The need for quantitative measures of IT risk
NIST says here that there have been decades of research into cyber risk measurements which have been thwarted by increasing complexity of digital infrastructure. Still they say that “without quantitative measures...there is little basis for analyzing risk or expressing risk in comparable ways across digital assets.” This is a strong position that quantitative cyber risk measures are critical to evolve an organization’s risk management maturity.
Informal analysis methods
Since organizations lack good inventory and measures to apply to them, it makes sense that the analysis that is done, such as it is, tends to lack formality and rigor. This gives rise to different analysts and executives giving different risk ratings based on personal experience and biases instead of representing the organization’s risk posture and appetite
Traditional cybersecurity risk analysis methods focus on the technological configurations without placing them in the context of the mission, goals, and objectives of the organization. Without formal repeatable processes, and a hardened model upon which to apply them, any risk analyses are unlikely to be useful to organizational decision making.

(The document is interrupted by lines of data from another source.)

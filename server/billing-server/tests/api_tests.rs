#![allow(clippy::unwrap_used, clippy::expect_used, clippy::indexing_slicing)]

use axum::{
    body::Body,
    http::{Request, StatusCode},
    Router,
};
use http_body_util::BodyExt;
use serde_json::{json, Value};
use tower::ServiceExt;

use billing_server::{create_app, BillingServer};
use billing_service::{AggregatePolicy, BillingService, BillingSettings};

/// Test configuration for API tests
struct TestConfig {
    app: Router,
}

impl TestConfig {
    fn new() -> Self {
        Self::with_policy(AggregatePolicy::Cached)
    }

    fn with_policy(aggregate_policy: AggregatePolicy) -> Self {
        let service = BillingService::seeded(BillingSettings {
            aggregate_policy,
            reference_date: chrono::NaiveDate::from_ymd_opt(2024, 6, 1),
            recent_surgeries_limit: 3,
        })
        .expect("seeded service");
        Self {
            app: create_app(BillingServer::new(service)),
        }
    }

    async fn send(&self, method: &str, uri: &str, body: Option<Value>) -> (StatusCode, Value) {
        let builder = Request::builder().uri(uri).method(method);
        let request = match body {
            Some(body) => builder
                .header("content-type", "application/json")
                .body(Body::from(body.to_string()))
                .unwrap(),
            None => builder.body(Body::empty()).unwrap(),
        };

        let response = self.app.clone().oneshot(request).await.unwrap();
        let status = response.status();
        let bytes = response.into_body().collect().await.unwrap().to_bytes();
        let value = if bytes.is_empty() {
            Value::Null
        } else {
            serde_json::from_slice(&bytes).unwrap()
        };
        (status, value)
    }

    async fn get(&self, uri: &str) -> (StatusCode, Value) {
        self.send("GET", uri, None).await
    }
}

#[tokio::test]
async fn test_health_check() {
    let config = TestConfig::new();
    let (status, body) = config.get("/health").await;
    assert_eq!(status, StatusCode::OK);
    assert_eq!(body["status"], "healthy");
}

#[tokio::test]
async fn test_dashboard_summary() {
    let config = TestConfig::new();
    let (status, body) = config.get("/api/v1/dashboard").await;
    assert_eq!(status, StatusCode::OK);
    assert_eq!(body["success"], true);

    let data = &body["data"];
    assert_eq!(data["revenue"], "3000");
    assert_eq!(data["completedSurgeries"], 1);
    assert_eq!(data["activePatients"], 4);
    assert_eq!(data["pendingInvoices"], 2);
    let recent: Vec<&str> = data["recentSurgeries"]
        .as_array()
        .unwrap()
        .iter()
        .map(|r| r["id"].as_str().unwrap())
        .collect();
    assert_eq!(recent, vec!["CIR004", "CIR003", "CIR002"]);
}

#[tokio::test]
async fn test_list_surgeries_with_search_and_filter() {
    let config = TestConfig::new();
    let (status, body) = config
        .get("/api/v1/surgeries?search=maria&filter=Agendada")
        .await;
    assert_eq!(status, StatusCode::OK);

    let rows = body["data"].as_array().unwrap();
    assert_eq!(rows.len(), 1);
    assert_eq!(rows[0]["id"], "CIR003");
    assert_eq!(rows[0]["badges"]["status"]["tone"], "bg-info/10 text-info");
    assert_eq!(body["metadata"]["total_count"], 4);
    assert_eq!(body["metadata"]["filtered_count"], 1);
}

#[tokio::test]
async fn test_list_procedures_by_type_key() {
    let config = TestConfig::new();
    let (_, body) = config.get("/api/v1/procedures?filter=consultation").await;
    let rows = body["data"].as_array().unwrap();
    assert_eq!(rows.len(), 1);
    assert_eq!(rows[0]["type"], "Consulta");
    assert_eq!(rows[0]["badges"]["kind"]["icon"], "stethoscope");
}

#[tokio::test]
async fn test_unknown_filter_returns_empty_list() {
    let config = TestConfig::new();
    let (status, body) = config.get("/api/v1/invoices?filter=Estornada").await;
    assert_eq!(status, StatusCode::OK);
    assert!(body["data"].as_array().unwrap().is_empty());
}

#[tokio::test]
async fn test_invoice_stats() {
    let config = TestConfig::new();
    let (_, body) = config.get("/api/v1/invoices/stats").await;
    let stats = &body["data"];
    assert_eq!(stats["paidAmount"], "3000");
    assert_eq!(stats["pendingAmount"], "8700");
    assert_eq!(stats["overdueCount"], 1);
}

#[tokio::test]
async fn test_patient_stats_follow_aggregate_policy() {
    let cached = TestConfig::new();
    let (_, body) = cached.get("/api/v1/patients/stats").await;
    assert_eq!(body["data"]["totalRevenue"], "29600");
    assert_eq!(body["data"]["averageAge"], 44);

    let derived = TestConfig::with_policy(AggregatePolicy::Derived);
    let (_, body) = derived.get("/api/v1/patients/stats").await;
    assert_eq!(body["data"]["totalRevenue"], "26100");
}

#[tokio::test]
async fn test_create_surgery_computes_final_value() {
    let config = TestConfig::new();
    let (status, body) = config
        .send(
            "POST",
            "/api/v1/surgeries",
            Some(json!({
                "patientName": "Maria Fernandes",
                "patientId": "PAC004",
                "procedure": "Colecistectomia Laparoscópica",
                "surgeon": "Dr. Carlos Lima",
                "date": "2024-02-05",
                "time": "07:30",
                "complexity": "Alta",
                "baseValue": "8000",
                "room": "Centro Cirúrgico 1"
            })),
        )
        .await;
    assert_eq!(status, StatusCode::CREATED);
    assert_eq!(body["data"]["id"], "CIR005");
    assert_eq!(body["data"]["finalValue"], "14400");
    assert_eq!(body["data"]["status"], "Agendada");

    let (_, stats) = config.get("/api/v1/surgeries/stats").await;
    assert_eq!(stats["data"]["total"], 5);
    assert_eq!(stats["data"]["totalValue"], "40500");
}

#[tokio::test]
async fn test_oversized_money_is_bad_request() {
    let config = TestConfig::new();
    let (status, body) = config
        .send(
            "POST",
            "/api/v1/surgeries",
            Some(json!({
                "patientName": "Maria Fernandes",
                "patientId": "PAC004",
                "procedure": "Colecistectomia Laparoscópica",
                "surgeon": "Dr. Carlos Lima",
                "date": "2024-02-05",
                "time": "07:30",
                "complexity": "Alta",
                "baseValue": "79228162514264337593543950335",
                "room": "Centro Cirúrgico 1"
            })),
        )
        .await;
    assert_eq!(status, StatusCode::BAD_REQUEST);
    assert_eq!(body["error_type"], "validation_error");

    let (status, _) = config
        .send("PUT", "/api/v1/invoices/FAT002", Some(json!({ "amount": "39614081257132168796771975168" })))
        .await;
    assert_eq!(status, StatusCode::BAD_REQUEST);

    let (status, dashboard) = config.get("/api/v1/dashboard").await;
    assert_eq!(status, StatusCode::OK);
    assert_eq!(dashboard["data"]["revenue"], "3000");
}

#[tokio::test]
async fn test_paid_invoice_cannot_be_reopened() {
    let config = TestConfig::new();
    let (status, _) = config
        .send("PUT", "/api/v1/invoices/FAT001", Some(json!({ "status": "Pendente" })))
        .await;
    assert_eq!(status, StatusCode::BAD_REQUEST);

    let (_, list) = config.get("/api/v1/invoices?filter=Pago").await;
    let rows = list["data"].as_array().unwrap();
    assert_eq!(rows.len(), 1);
    assert_eq!(rows[0]["id"], "FAT001");
    assert_eq!(rows[0]["paymentMethod"], "Cartão de Crédito");
}

#[tokio::test]
async fn test_blank_required_field_is_bad_request() {
    let config = TestConfig::new();
    let (status, body) = config
        .send(
            "POST",
            "/api/v1/procedures",
            Some(json!({
                "name": "  ",
                "type": "Exame",
                "category": "Diagnóstico",
                "code": "87.44",
                "complexity": "Baixa"
            })),
        )
        .await;
    assert_eq!(status, StatusCode::BAD_REQUEST);
    assert_eq!(body["error_type"], "validation_error");
    assert!(body["error_id"].as_str().is_some());
    assert!(body["timestamp"].as_str().is_some());
}

#[tokio::test]
async fn test_record_payment_then_reject_second_payment() {
    let config = TestConfig::new();
    let payment = json!({ "paymentMethod": "PIX", "paymentDate": "2024-02-01" });

    let (status, body) = config
        .send("POST", "/api/v1/invoices/FAT003/payment", Some(payment.clone()))
        .await;
    assert_eq!(status, StatusCode::OK);
    assert_eq!(body["data"]["status"], "Pago");
    assert_eq!(body["data"]["paymentMethod"], "PIX");

    let (status, _) = config
        .send("POST", "/api/v1/invoices/FAT003/payment", Some(payment))
        .await;
    assert_eq!(status, StatusCode::BAD_REQUEST);

    let (_, dashboard) = config.get("/api/v1/dashboard").await;
    assert_eq!(dashboard["data"]["revenue"], "6500");
    assert_eq!(dashboard["data"]["pendingInvoices"], 1);
}

#[tokio::test]
async fn test_update_and_delete_unknown_id_is_not_found() {
    let config = TestConfig::new();
    let (status, body) = config
        .send("PUT", "/api/v1/patients/PAC999", Some(json!({ "city": "Recife" })))
        .await;
    assert_eq!(status, StatusCode::NOT_FOUND);
    assert_eq!(body["error_type"], "not_found");

    let (status, _) = config.send("DELETE", "/api/v1/procedures/PROC999", None).await;
    assert_eq!(status, StatusCode::NOT_FOUND);
}

#[tokio::test]
async fn test_delete_removes_from_list() {
    let config = TestConfig::new();
    let (status, body) = config.send("DELETE", "/api/v1/patients/PAC001", None).await;
    assert_eq!(status, StatusCode::OK);
    assert_eq!(body["data"]["name"], "João Silva");

    let (_, list) = config.get("/api/v1/patients").await;
    assert_eq!(list["data"].as_array().unwrap().len(), 3);
}

#[tokio::test]
async fn test_openapi_document_is_served() {
    let config = TestConfig::new();
    let (status, body) = config.get("/api-docs/openapi.json").await;
    assert_eq!(status, StatusCode::OK);
    assert_eq!(body["info"]["title"], "Hospital Billing API");
    assert!(body["paths"]["/api/v1/invoices/{id}/payment"].is_object());
}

The standard clearly favors quantitative risk methodologies although it leaves the door open for those that are currently using qualitative measures. It goes on to specifically name FAIR™ as an enabling methodology and by extension, solve many of the problems outlined above. FAIR provides quantitative measures of cyber risk, providing a basis for expressing risk in comparable ways regardless of how complex the digital infrastructure is. FAIR also provides a standard model for risk analytics as well. It helps analysts shed their biases and connect the technology layer to the business layer.
NIST is accepting comments on this draft document through 20 May 2020.